If MCP and A2A don't fit your needs, you can add your own protocol by implementing the `Stream` interface:

```go
type MyStream struct{}

func (s *MyStream) GetID() string { return "my-protocol" }

func (s *MyStream) IsAllowed(data []byte, metadata any) bool {
    var envelope map[string]interface{}
    if err := json.Unmarshal(data, &envelope); err != nil {
        return false
    }
    _, ok := envelope["my_protocol"]
    return ok
}

func (s *MyStream) Forward(metadata any, fromPeerId string) ([]byte, error) {
    // Process the message, return a response
    return responseBytes, nil
}
```

Register it in `internal/tcp/listen/listener.go` alongside the MCP and A2A streams. Messages matching your discriminator will be routed to your handler instead of the default queue.

### Sharing Your Service

Once running, other nodes need two things: **\[1]** your public key (so other nodes can find and connect to yours) and **\[2]** your service name, so they know what to call.&#x20;

You can share your public key and service name however you like.&#x20;

> *e.g., "I'm `37227e...` and I run a `sentiment` MCP service."*

### Built-in Examples

There are several example applications that are built into the AXL repository itself, each demonstrating an angle of the technology. You can find them here.

#### 1. Tensor Exchange

Send and receive PyTorch tensors between nodes using msgpack serialization.

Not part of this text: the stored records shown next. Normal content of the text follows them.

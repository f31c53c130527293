use std::ops::Range;

/// A resolved `offset..offset + len` span in char offsets.
#[derive(Debug, Clone, Copy, PartialEq, Eq, Hash)]
pub struct TextSpan {
    pub offset: usize,
    pub len: usize,
}

impl TextSpan {
    pub fn new(offset: usize, len: usize) -> Self {
        Self { offset, len }
    }

    pub fn from_range(range: Range<usize>) -> Self {
        Self {
            offset: range.start,
            len: range.end.saturating_sub(range.start),
        }
    }

    /// Zero-length span at `at`, the fallback selection of every scanner.
    pub fn empty(at: usize) -> Self {
        Self { offset: at, len: 0 }
    }

    pub fn end(&self) -> usize {
        self.offset + self.len
    }

    pub fn range(&self) -> Range<usize> {
        self.offset..self.end()
    }

    pub fn is_empty(&self) -> bool {
        self.len == 0
    }

    /// The span between a pair of one-char delimiters, or `None` when the
    /// delimiters are adjacent.
    pub fn inner(&self) -> Option<TextSpan> {
        if self.len > 2 {
            Some(TextSpan::new(self.offset + 1, self.len - 2))
        } else {
            None
        }
    }
}

/// Search window for bounded scans: `low` inclusive, `high` exclusive.
#[derive(Debug, Clone, Copy, PartialEq, Eq)]
pub struct ScanBounds {
    pub low: usize,
    pub high: usize,
}

impl ScanBounds {
    pub fn new(low: usize, high: usize) -> Self {
        Self { low, high }
    }

    /// Window reaching at most `k` chars behind `offset`: positions strictly
    /// greater than `offset - k`, the first one excluded being `max(-1, offset - k)`.
    pub fn lookback(offset: usize, k: usize) -> Self {
        let low = if offset >= k { offset - k + 1 } else { 0 };
        Self { low, high: offset }
    }

    pub fn contains(&self, pos: usize) -> bool {
        self.low <= pos && pos < self.high
    }
}

#[cfg(test)]
#[path = "../../tests/unit/models/span.rs"]
mod tests;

> **File:** `examples/python-client/client.py`

**Modes:**

* `recv`: listen for incoming tensors
* `tensor`: send a tensor to a peer
* `bandwidth`: bandwidth test

```bash
pip3 install -r examples/python-client/requirements.txt

# On the receiving node
python3 examples/python-client/client.py recv --port 9002

# On the sending node
python3 examples/python-client/client.py tensor --port 9012 --peer <PEER_KEY>
```

#### 2. Remote MCP Server

Connect two nodes so one can call MCP tools hosted on the other. A2A is not required. The node's `/mcp/` endpoint talks directly to a remote peer's MCP router.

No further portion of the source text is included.